Makale
Makale
Hegel’den Marcuse’ye Yabancılaşma Olgusu
On the Concept of Alienation: From Marcuse to Hegel
OSMANOĞLU Ömer
Yıl 2016, Sayı 3, Sayfalar:65-92
Modern man is alienated to his own production and consumption, his natural and social environment, other people, and most importantly to his own essence. With technological improvement, depression, loneliness, loss of identity and objectification appeared in individuals and the society. In this process, humans became empty and meaningless beings. Some contemporary philosophers, who focused on the problem of alienation, asserted that human being who purged of the values and ideals, in terms of existence become meaningless, alienated, and disintegrated. This article focuses on the ideas about the concept of alienation of Hegel, Feuerbach, Marx, Lukács, Fromm and Marcuse.

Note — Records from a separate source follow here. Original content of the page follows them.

//! Integration tests for `SqliteStore` against an in-memory database.

use std::{sync::Arc, time::Duration};

use chrono::{NaiveDate, TimeDelta, TimeZone, Utc};
use wace_core::{
  account::{NewStudentProfile, NewUser, NotificationPreferences, Requester, UserId},
  catalog::{
    Lesson, LessonType, NewLesson, NewProgramme, NewSubject, NewTopic, ProgrammeName,
    ProgrammeSubject, Subject, SubjectType, Topic,
  },
  content::{ContentOptions, subject_detail},
  listing::{programme_detail, programme_summaries},
  notice::{InstructorRole, InstructorTitle, NewAnnouncement, NewInstructor, Priority},
  papers::{
    self, AnswerOption, Difficulty, EssaySubQuestion, NewEssayQuestion, NewMcqQuestion,
    NewPastPaper, NewQuestionTopic, PaperType, PastPaper,
  },
  policy::VideoSigner,
  progress::{self, UnmarkOutcome},
  store::CourseStore,
};
use wace_signer::{FailureMode, Signer, SigningConfig, verify};

use crate::SqliteStore;

async fn store() -> SqliteStore {
  SqliteStore::open_in_memory()
    .await
    .expect("in-memory store")
}

async fn subject(s: &SqliteStore, code: &str, subject_type: SubjectType) -> Subject {
  s.add_subject(NewSubject {
    name: format!("Subject {code}"),
    code: code.into(),
    description: String::new(),
    subject_type,
  })
  .await
  .unwrap()
}

async fn topic(s: &SqliteStore, subject_id: i64, order: i64, is_published: bool) -> Topic {
  s.add_topic(NewTopic {
    subject_id,
    title: format!("Topic {order}"),
    description: String::new(),
    order,
    estimated_duration_hours: 2,
    is_published,
  })
  .await
  .unwrap()
}

async fn lesson(
  s: &SqliteStore,
  topic_id: i64,
  order: i64,
  video_url: Option<&str>,
  is_free: bool,
) -> Lesson {
  s.add_lesson(NewLesson {
    topic_id,
    title: format!("Lesson {order}"),
    lesson_type: if video_url.is_some() { LessonType::Video } else { LessonType::Reading },
    content: String::new(),
    notes: String::new(),
    video_url: video_url.map(str::to_owned),
    video_duration_minutes: video_url.map(|_| 12),
    order,
    is_free,
  })
  .await
  .unwrap()
}

fn new_user(username: &str) -> NewUser {
  NewUser {
    username:      username.into(),
    email:         format!("{username}@Example.com"),
    first_name:    "Ama".into(),
    last_name:     "Mensah".into(),
    password_hash: "$argon2id$stub".into(),
    is_staff:      false,
  }
}

async fn user(s: &SqliteStore, username: &str) -> UserId {
  s.add_user(new_user(username)).await.unwrap().user_id
}

fn new_student(programme_id: i64, index_number: &str) -> NewStudentProfile {
  NewStudentProfile {
    programme_id,
    phone_number: "+233 24 123 4567".into(),
    date_of_birth: NaiveDate::from_ymd_opt(2006, 5, 17).unwrap(),
    previous_school: "Wesley Girls".into(),
    wassce_year: 2025,
    index_number: index_number.into(),
  }
}

async fn programme(s: &SqliteStore, name: ProgrammeName) -> i64 {
  s.add_programme(NewProgramme {
    name,
    description: String::new(),
    price_pesewas: 40_000,
    duration_months: 12,
  })
  .await
  .unwrap()
  .programme_id
}

fn signer() -> Signer {
  let config = SigningConfig::new("AK", "SK", "sfo3", "media").unwrap();
  Signer::new(Some(config), FailureMode::Passthrough)
}

/// Runs a trait call on a spawned task, which needs the returned future to
/// be `Send` for any backend.
async fn count_programmes_on_task<S: CourseStore + 'static>(store: Arc<S>) -> usize {
  tokio::spawn(async move { store.list_programmes().await.map(|p| p.len()) })
    .await
    .unwrap()
    .unwrap()
}

#[tokio::test]
async fn trait_futures_run_on_spawned_tasks() {
  let s = Arc::new(store().await);
  programme(&s, ProgrammeName::VisualArts).await;
  assert_eq!(count_programmes_on_task(s).await, 1);
}

// ─── Catalog ─────────────────────────────────────────────────────────────────

#[tokio::test]
async fn add_and_get_subject() {
  let s = store().await;
  let added = subject(&s, "MATH", SubjectType::Core).await;

  let fetched = s.get_subject(added.subject_id).await.unwrap().unwrap();
  assert_eq!(fetched.code, "MATH");
  assert_eq!(fetched.subject_type, SubjectType::Core);
  assert!(fetched.is_active);
}

#[tokio::test]
async fn missing_rows_return_none() {
  let s = store().await;
  assert!(s.get_subject(99).await.unwrap().is_none());
  assert!(s.get_topic(99).await.unwrap().is_none());
  assert!(s.get_lesson(99).await.unwrap().is_none());
  assert!(s.get_programme(99).await.unwrap().is_none());
}

#[tokio::test]
async fn topics_and_lessons_are_ordered() {
  let s = store().await;
  let subj = subject(&s, "PHY", SubjectType::Elective).await;
  let t2 = topic(&s, subj.subject_id, 2, true).await;
  let t1 = topic(&s, subj.subject_id, 1, true).await;
  lesson(&s, t2.topic_id, 1, None, false).await;
  lesson(&s, t1.topic_id, 2, None, false).await;
  lesson(&s, t1.topic_id, 1, None, false).await;

  let orders: Vec<i64> = s
    .list_topics(subj.subject_id)
    .await
    .unwrap()
    .iter()
    .map(|t| t.order)
    .collect();
  assert_eq!(orders, vec![1, 2]);

  let flat: Vec<(i64, i64)> = s
    .subject_lessons(subj.subject_id)
    .await
    .unwrap()
    .iter()
    .map(|l| (l.topic_id, l.order))
    .collect();
  assert_eq!(flat, vec![(t1.topic_id, 1), (t1.topic_id, 2), (t2.topic_id, 1)]);
}

#[tokio::test]
async fn duplicate_lesson_order_is_rejected() {
  let s = store().await;
  let subj = subject(&s, "CHEM", SubjectType::Elective).await;
  let t = topic(&s, subj.subject_id, 1, true).await;
  lesson(&s, t.topic_id, 1, None, false).await;

  let dup = s
    .add_lesson(NewLesson {
      topic_id: t.topic_id,
      title: "Again".into(),
      lesson_type: LessonType::Reading,
      content: String::new(),
      notes: String::new(),
      video_url: None,
      video_duration_minutes: None,
      order: 1,
      is_free: false,
    })
    .await;
  assert!(dup.is_err());
}

#[tokio::test]
async fn set_lesson_video_updates_row() {
  let s = store().await;
  let subj = subject(&s, "BIO", SubjectType::Elective).await;
  let t = topic(&s, subj.subject_id, 1, true).await;
  let l = lesson(&s, t.topic_id, 1, None, false).await;

  assert!(
    s.set_lesson_video(l.lesson_id, Some("https://cdn.example.com/v.mp4".into()))
      .await
      .unwrap()
  );
  let fetched = s.get_lesson(l.lesson_id).await.unwrap().unwrap();
  assert_eq!(fetched.video_url.as_deref(), Some("https://cdn.example.com/v.mp4"));
  assert!(!s.set_lesson_video(999, None).await.unwrap());
}

#[tokio::test]
async fn programme_subjects_are_core_first_then_order() {
  let s = store().await;
  let p = s
    .add_programme(NewProgramme {
      name:            ProgrammeName::GeneralScience,
      description:     "Science track".into(),
      price_pesewas:   50_000,
      duration_months: 12,
    })
    .await
    .unwrap();
  let elective = subject(&s, "ELEC", SubjectType::Elective).await;
  let core_b = subject(&s, "COREB", SubjectType::Core).await;
  let core_a = subject(&s, "COREA", SubjectType::Core).await;

  for (subject_id, order) in [(elective.subject_id, 0), (core_b.subject_id, 2), (core_a.subject_id, 1)] {
    s.link_subject(ProgrammeSubject { programme_id: p.programme_id, subject_id, is_required: true, order })
      .await
      .unwrap();
  }
  // Re-linking updates in place.
  s.link_subject(ProgrammeSubject {
    programme_id: p.programme_id,
    subject_id:   core_b.subject_id,
    is_required:  false,
    order:        0,
  })
  .await
  .unwrap();

  let links = s.programme_subjects(p.programme_id).await.unwrap();
  let codes: Vec<&str> = links.iter().map(|(_, subj)| subj.code.as_str()).collect();
  assert_eq!(codes, vec!["COREB", "COREA", "ELEC"]);
  assert!(!links[0].0.is_required);
}

#[tokio::test]
async fn programme_listing_groups_and_previews() {
  let s = store().await;
  let p = s
    .add_programme(NewProgramme {
      name:            ProgrammeName::Business,
      description:     String::new(),
      price_pesewas:   45_050,
      duration_months: 12,
    })
    .await
    .unwrap();
  let core = subject(&s, "ENG", SubjectType::Core).await;
  let elective = subject(&s, "ACC", SubjectType::Elective).await;
  for subj in [&core, &elective] {
    s.link_subject(ProgrammeSubject {
      programme_id: p.programme_id,
      subject_id:   subj.subject_id,
      is_required:  true,
      order:        0,
    })
    .await
    .unwrap();
  }
  for order in 1..=7 {
    topic(&s, core.subject_id, order, true).await;
  }

  let summaries = programme_summaries(&s).await.unwrap();
  assert_eq!(summaries.len(), 1);
  assert_eq!(summaries[0].display_name, "Business");
  assert_eq!(summaries[0].price, 450.5);
  assert_eq!(summaries[0].core_subjects[0].topics_count, 7);
  assert_eq!(summaries[0].elective_subjects[0].code, "ACC");

  let detail = programme_detail(&s, p.programme_id).await.unwrap();
  assert_eq!(detail.total_subjects, 2);
  assert_eq!(detail.subjects.core[0].topics_count, 7);
  assert_eq!(detail.subjects.core[0].topics.len(), 5);

  let missing = programme_detail(&s, 404).await.unwrap_err();
  assert!(missing.is_not_found());
}

// ─── Completions ─────────────────────────────────────────────────────────────

#[tokio::test]
async fn mark_complete_is_idempotent() {
  let s = store().await;
  let uid = user(&s, "kofi").await;
  let subj = subject(&s, "MATH", SubjectType::Core).await;
  let t = topic(&s, subj.subject_id, 1, true).await;
  let l = lesson(&s, t.topic_id, 1, None, false).await;

  let first = progress::mark_complete(&s, uid, l.lesson_id).await.unwrap();
  let second = progress::mark_complete(&s, uid, l.lesson_id).await.unwrap();
  assert!(first.was_created());
  assert!(!second.was_created());
  assert_eq!(first.completion().completed_at, second.completion().completed_at);
  assert_eq!(s.completed_in_topic(uid, t.topic_id).await.unwrap().len(), 1);

  assert_eq!(
    progress::unmark_complete(&s, uid, l.lesson_id).await.unwrap(),
    UnmarkOutcome::Removed
  );
  assert_eq!(
    progress::unmark_complete(&s, uid, l.lesson_id).await.unwrap(),
    UnmarkOutcome::WasNotComplete
  );
}

#[tokio::test]
async fn marking_missing_lesson_is_not_found() {
  let s = store().await;
  let uid = user(&s, "esi").await;
  let err = progress::mark_complete(&s, uid, 42).await.unwrap_err();
  assert!(matches!(err, wace_core::Error::LessonNotFound(42)));
}

#[tokio::test]
async fn completions_are_per_user() {
  let s = store().await;
  let a = user(&s, "abena").await;
  let b = user(&s, "yaw").await;
  let subj = subject(&s, "ICT", SubjectType::Elective).await;
  let t = topic(&s, subj.subject_id, 1, true).await;
  let l = lesson(&s, t.topic_id, 1, None, false).await;

  s.mark_complete(a, l.lesson_id).await.unwrap();
  assert!(s.completed_in_subject(a, subj.subject_id).await.unwrap().contains(&l.lesson_id));
  assert!(s.completed_in_subject(b, subj.subject_id).await.unwrap().is_empty());
}

#[tokio::test]
async fn topic_progress_rounds_to_one_decimal() {
  let s = store().await;
  let uid = user(&s, "akua").await;
  let subj = subject(&s, "GEO", SubjectType::Elective).await;
  let t = topic(&s, subj.subject_id, 1, true).await;
  let l1 = lesson(&s, t.topic_id, 1, None, false).await;
  lesson(&s, t.topic_id, 2, None, false).await;
  lesson(&s, t.topic_id, 3, None, false).await;
  s.mark_complete(uid, l1.lesson_id).await.unwrap();

  let p = progress::topic_progress(&s, uid, t.topic_id).await.unwrap();
  assert_eq!(p.total_lessons, 3);
  assert_eq!(p.completed_lessons, 1);
  assert_eq!(p.progress_percentage, 33.3);
  assert!(p.lessons[0].is_completed);
}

Günümüz insanı, kendi üretimine ve tüketimine, doğal ve toplumsal çevresine, diğer insanlara ve en önemlisi kendi özüne yabancılaşmış durumdadır. Teknolojik gelişmeyle birlikte insanlarda ve toplumda bunalım, yalnızlaşma, kimlik yitimi ve nesneleşme söz konusu olmuştur. Bu süreçte insan içeriksiz ve anlamsız bir varlık haline gelmiştir. Yabancılaşma sorununu merkeze alan bazı çağdaş filozoflar değerlerden ve ideallerden arındırılmış olan insanın, varoluş açısından anlamsızlaştığını, yabancılaştığını ve çözülmeye başladığını ileri sürmektedir. Bu makalede Hegel, Feuerbach, Marx, Lukács, Fromm ve Marcuse’nin yabancılaşma olgusu hakkındaki fikirleri ele alınıp tartışılmaktadır.